- _WHAT IS REQUIRED_: When a line of the entries contains "needs", please list that line.

- _INFORMATION_:

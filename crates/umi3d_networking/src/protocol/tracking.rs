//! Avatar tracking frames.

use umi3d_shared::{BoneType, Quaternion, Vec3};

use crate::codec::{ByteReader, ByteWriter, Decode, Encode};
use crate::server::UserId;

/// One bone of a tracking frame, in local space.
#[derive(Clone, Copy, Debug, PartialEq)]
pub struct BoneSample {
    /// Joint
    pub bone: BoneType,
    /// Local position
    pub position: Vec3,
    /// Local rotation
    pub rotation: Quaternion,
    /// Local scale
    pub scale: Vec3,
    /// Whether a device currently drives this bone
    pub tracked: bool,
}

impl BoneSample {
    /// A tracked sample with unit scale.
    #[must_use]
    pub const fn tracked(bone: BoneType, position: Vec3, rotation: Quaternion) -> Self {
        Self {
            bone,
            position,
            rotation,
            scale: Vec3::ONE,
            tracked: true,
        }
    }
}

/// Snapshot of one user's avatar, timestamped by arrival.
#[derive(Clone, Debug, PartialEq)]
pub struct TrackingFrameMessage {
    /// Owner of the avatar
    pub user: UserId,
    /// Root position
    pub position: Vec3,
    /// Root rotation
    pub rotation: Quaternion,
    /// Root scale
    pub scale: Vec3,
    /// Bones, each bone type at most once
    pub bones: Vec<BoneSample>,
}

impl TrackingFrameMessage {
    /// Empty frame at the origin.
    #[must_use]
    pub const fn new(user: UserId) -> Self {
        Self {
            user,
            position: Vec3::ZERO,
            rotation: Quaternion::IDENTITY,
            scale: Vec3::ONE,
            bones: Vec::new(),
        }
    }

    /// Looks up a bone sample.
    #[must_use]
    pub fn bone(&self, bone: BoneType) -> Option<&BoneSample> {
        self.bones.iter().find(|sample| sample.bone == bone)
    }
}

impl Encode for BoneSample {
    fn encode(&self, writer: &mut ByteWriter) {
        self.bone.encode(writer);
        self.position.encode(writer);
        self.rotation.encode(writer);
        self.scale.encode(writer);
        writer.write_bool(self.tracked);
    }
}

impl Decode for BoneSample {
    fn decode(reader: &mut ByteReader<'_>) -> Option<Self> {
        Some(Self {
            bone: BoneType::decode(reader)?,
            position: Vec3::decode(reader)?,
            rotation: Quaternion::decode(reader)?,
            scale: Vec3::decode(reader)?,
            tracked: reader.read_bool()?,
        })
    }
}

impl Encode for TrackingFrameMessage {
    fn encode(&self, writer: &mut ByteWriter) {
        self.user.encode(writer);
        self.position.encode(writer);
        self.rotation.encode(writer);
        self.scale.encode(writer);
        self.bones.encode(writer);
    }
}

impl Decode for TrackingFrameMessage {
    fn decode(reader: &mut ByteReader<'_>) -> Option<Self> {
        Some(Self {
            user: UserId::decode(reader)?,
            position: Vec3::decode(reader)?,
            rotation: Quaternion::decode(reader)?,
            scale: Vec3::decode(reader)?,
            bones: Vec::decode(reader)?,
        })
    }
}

==

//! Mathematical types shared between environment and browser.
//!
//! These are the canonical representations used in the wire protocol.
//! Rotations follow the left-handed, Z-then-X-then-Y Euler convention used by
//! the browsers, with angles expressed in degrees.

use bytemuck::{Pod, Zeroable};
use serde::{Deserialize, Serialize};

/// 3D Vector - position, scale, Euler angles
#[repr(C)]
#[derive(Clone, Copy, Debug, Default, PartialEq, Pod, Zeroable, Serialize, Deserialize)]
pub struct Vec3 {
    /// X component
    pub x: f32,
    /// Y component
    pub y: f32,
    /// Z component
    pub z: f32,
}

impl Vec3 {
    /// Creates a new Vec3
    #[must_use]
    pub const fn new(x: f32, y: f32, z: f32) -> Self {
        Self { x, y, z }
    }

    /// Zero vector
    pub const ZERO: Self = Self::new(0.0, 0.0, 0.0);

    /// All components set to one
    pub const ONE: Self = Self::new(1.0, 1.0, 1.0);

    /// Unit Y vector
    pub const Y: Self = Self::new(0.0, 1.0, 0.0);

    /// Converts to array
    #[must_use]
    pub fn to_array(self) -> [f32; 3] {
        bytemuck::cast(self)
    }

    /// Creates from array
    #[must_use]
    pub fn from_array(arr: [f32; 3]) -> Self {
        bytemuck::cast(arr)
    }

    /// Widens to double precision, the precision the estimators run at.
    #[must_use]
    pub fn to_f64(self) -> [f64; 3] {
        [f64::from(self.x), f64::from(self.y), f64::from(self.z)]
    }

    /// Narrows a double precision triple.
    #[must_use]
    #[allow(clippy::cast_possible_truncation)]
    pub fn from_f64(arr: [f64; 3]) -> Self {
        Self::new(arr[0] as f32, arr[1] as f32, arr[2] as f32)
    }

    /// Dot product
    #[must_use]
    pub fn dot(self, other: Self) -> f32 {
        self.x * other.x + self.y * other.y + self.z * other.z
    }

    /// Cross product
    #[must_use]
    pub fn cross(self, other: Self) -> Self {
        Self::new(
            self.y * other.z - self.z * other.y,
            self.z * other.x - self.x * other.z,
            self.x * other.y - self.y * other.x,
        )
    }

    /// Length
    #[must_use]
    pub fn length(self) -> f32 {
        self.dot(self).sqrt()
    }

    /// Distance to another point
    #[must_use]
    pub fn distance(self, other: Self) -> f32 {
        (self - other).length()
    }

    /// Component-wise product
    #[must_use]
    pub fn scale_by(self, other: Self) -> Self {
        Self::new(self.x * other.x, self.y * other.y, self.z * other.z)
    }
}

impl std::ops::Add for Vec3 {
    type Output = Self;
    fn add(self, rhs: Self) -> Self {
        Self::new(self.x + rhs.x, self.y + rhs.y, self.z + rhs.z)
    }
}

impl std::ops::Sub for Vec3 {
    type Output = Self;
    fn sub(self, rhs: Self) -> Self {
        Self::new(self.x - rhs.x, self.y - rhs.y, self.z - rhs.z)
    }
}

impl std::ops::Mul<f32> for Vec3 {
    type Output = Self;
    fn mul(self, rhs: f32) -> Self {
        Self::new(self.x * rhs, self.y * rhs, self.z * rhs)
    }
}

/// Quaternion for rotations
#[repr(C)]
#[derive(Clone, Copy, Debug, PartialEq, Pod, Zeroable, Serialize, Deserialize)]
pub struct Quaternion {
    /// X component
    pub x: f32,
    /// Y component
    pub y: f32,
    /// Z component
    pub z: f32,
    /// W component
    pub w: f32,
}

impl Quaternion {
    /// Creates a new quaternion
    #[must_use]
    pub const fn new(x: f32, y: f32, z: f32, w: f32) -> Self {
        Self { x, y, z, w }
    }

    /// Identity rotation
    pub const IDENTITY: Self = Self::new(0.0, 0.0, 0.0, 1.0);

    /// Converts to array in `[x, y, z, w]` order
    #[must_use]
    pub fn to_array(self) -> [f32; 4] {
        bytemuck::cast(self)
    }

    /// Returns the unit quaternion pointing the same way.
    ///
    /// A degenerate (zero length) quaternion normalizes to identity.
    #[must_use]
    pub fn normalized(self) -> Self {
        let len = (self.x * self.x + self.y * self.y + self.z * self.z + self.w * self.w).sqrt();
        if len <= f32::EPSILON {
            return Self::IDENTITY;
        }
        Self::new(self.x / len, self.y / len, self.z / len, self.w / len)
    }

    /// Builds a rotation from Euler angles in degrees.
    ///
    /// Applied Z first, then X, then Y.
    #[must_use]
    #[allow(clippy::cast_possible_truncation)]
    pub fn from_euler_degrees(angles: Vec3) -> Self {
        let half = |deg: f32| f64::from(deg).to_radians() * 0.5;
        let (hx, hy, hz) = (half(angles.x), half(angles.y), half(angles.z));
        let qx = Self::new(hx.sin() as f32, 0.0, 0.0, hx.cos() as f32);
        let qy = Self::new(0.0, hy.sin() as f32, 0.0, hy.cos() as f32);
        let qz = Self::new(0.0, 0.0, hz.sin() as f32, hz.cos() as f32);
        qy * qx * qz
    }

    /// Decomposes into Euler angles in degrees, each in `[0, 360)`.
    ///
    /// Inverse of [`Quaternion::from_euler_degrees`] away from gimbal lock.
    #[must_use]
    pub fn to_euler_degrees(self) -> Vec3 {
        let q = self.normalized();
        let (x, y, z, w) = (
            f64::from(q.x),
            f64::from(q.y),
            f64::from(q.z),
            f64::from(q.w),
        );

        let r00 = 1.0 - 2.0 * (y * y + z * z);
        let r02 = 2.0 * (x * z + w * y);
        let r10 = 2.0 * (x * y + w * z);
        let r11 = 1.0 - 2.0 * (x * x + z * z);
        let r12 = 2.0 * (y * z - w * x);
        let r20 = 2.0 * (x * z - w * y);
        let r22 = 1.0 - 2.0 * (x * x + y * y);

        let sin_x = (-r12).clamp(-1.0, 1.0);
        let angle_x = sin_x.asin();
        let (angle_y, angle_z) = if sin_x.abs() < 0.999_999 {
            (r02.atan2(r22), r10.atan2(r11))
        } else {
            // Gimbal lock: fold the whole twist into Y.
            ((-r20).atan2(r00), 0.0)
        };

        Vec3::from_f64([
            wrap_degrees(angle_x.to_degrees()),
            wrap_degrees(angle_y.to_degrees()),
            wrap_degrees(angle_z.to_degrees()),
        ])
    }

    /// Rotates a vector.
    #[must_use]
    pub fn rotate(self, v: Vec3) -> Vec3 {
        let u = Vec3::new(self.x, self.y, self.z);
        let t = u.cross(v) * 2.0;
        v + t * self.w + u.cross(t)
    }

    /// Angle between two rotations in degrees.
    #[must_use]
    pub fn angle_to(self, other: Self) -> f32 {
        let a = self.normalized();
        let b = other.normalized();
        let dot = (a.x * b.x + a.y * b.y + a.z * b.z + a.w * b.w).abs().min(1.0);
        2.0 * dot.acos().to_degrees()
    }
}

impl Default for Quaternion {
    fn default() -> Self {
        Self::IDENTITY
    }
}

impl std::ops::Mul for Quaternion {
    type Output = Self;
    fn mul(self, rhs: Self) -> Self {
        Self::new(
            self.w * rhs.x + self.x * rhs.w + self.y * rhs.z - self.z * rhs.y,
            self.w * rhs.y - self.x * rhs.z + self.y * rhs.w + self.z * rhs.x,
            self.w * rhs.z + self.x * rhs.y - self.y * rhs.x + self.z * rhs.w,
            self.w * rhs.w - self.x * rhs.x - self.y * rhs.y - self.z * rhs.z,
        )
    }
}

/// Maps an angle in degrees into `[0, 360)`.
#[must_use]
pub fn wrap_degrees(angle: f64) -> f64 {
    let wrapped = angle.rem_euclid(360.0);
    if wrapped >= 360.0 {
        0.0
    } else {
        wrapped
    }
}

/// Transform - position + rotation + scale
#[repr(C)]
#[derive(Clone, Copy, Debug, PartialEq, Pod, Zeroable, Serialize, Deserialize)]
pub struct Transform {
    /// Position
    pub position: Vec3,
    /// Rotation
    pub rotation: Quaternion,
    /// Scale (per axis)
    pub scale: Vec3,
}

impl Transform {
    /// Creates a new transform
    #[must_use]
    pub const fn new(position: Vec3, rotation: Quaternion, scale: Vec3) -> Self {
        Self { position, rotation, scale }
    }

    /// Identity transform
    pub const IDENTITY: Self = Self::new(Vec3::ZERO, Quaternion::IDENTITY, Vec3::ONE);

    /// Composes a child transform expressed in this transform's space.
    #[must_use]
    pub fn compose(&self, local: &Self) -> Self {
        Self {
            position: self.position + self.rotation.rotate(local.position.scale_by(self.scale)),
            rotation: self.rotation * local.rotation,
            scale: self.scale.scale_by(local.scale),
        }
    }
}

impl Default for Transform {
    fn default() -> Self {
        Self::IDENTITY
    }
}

* * *

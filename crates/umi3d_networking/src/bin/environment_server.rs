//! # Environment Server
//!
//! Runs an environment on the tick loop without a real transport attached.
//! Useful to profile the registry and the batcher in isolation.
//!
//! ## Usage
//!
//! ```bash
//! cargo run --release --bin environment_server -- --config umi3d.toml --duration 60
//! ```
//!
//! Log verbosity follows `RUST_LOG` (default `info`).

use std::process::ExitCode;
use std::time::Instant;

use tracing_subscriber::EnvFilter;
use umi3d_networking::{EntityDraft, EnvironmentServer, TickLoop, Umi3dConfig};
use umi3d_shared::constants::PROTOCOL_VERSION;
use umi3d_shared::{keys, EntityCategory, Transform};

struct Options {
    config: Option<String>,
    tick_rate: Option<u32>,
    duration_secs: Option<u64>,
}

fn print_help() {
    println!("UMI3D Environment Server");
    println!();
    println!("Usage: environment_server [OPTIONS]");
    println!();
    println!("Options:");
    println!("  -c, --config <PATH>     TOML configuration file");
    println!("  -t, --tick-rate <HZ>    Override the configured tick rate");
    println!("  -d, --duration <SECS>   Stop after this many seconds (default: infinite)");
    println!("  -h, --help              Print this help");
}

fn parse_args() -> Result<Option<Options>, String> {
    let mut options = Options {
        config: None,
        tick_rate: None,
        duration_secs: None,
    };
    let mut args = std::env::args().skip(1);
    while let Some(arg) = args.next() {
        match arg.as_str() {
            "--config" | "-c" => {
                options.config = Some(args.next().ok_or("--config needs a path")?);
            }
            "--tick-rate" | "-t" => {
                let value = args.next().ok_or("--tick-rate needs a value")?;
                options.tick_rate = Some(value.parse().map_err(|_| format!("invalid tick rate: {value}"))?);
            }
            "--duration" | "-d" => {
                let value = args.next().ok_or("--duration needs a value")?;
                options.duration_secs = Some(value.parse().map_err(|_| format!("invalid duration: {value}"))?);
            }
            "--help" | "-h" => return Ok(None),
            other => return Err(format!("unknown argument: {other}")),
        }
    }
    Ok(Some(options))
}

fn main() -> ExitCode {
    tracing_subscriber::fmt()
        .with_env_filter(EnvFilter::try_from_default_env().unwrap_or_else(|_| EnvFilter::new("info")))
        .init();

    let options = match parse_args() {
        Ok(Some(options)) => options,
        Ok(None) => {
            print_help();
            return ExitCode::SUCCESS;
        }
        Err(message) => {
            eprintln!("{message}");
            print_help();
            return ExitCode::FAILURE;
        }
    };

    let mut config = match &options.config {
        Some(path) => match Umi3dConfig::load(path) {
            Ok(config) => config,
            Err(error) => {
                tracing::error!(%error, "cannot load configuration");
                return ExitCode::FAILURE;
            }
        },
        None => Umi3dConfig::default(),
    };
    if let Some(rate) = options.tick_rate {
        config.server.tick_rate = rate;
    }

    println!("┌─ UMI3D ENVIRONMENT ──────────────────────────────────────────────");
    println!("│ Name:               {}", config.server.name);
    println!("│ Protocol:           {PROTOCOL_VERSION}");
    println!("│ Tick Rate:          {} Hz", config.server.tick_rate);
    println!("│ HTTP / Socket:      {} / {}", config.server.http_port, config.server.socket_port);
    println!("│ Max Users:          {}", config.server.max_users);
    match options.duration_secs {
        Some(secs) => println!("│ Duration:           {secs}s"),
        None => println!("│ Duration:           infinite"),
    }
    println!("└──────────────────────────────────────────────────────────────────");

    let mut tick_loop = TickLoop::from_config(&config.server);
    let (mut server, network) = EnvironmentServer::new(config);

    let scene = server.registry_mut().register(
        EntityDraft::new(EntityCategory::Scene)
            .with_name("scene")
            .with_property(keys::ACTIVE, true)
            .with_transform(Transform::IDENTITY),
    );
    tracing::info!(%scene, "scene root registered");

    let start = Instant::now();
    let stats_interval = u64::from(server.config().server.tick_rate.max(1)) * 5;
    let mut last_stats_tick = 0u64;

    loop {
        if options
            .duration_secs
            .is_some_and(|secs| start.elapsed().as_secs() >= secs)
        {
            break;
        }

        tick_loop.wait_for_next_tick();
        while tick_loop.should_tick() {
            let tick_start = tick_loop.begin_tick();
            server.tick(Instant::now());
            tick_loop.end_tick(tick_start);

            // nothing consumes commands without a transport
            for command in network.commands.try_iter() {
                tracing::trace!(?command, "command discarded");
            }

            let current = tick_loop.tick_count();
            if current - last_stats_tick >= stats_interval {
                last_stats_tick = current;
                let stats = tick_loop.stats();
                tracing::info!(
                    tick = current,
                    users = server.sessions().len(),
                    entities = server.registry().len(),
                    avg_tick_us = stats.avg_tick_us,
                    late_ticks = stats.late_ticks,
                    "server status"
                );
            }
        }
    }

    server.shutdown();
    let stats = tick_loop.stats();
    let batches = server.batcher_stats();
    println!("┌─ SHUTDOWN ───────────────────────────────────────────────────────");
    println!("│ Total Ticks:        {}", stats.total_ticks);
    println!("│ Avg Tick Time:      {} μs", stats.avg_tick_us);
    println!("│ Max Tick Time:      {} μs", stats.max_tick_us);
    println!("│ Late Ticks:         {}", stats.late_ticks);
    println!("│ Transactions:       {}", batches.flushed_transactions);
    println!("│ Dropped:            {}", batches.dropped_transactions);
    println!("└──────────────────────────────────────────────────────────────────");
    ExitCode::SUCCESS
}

- _RESPONSE TO THE TASK_:
                options.config = Some(args.next().ok_or("--config needs a path")?);
                let value = args.next().ok_or("--tick-rate needs a value")?;
                let value = args.next().ok_or("--duration needs a value")?;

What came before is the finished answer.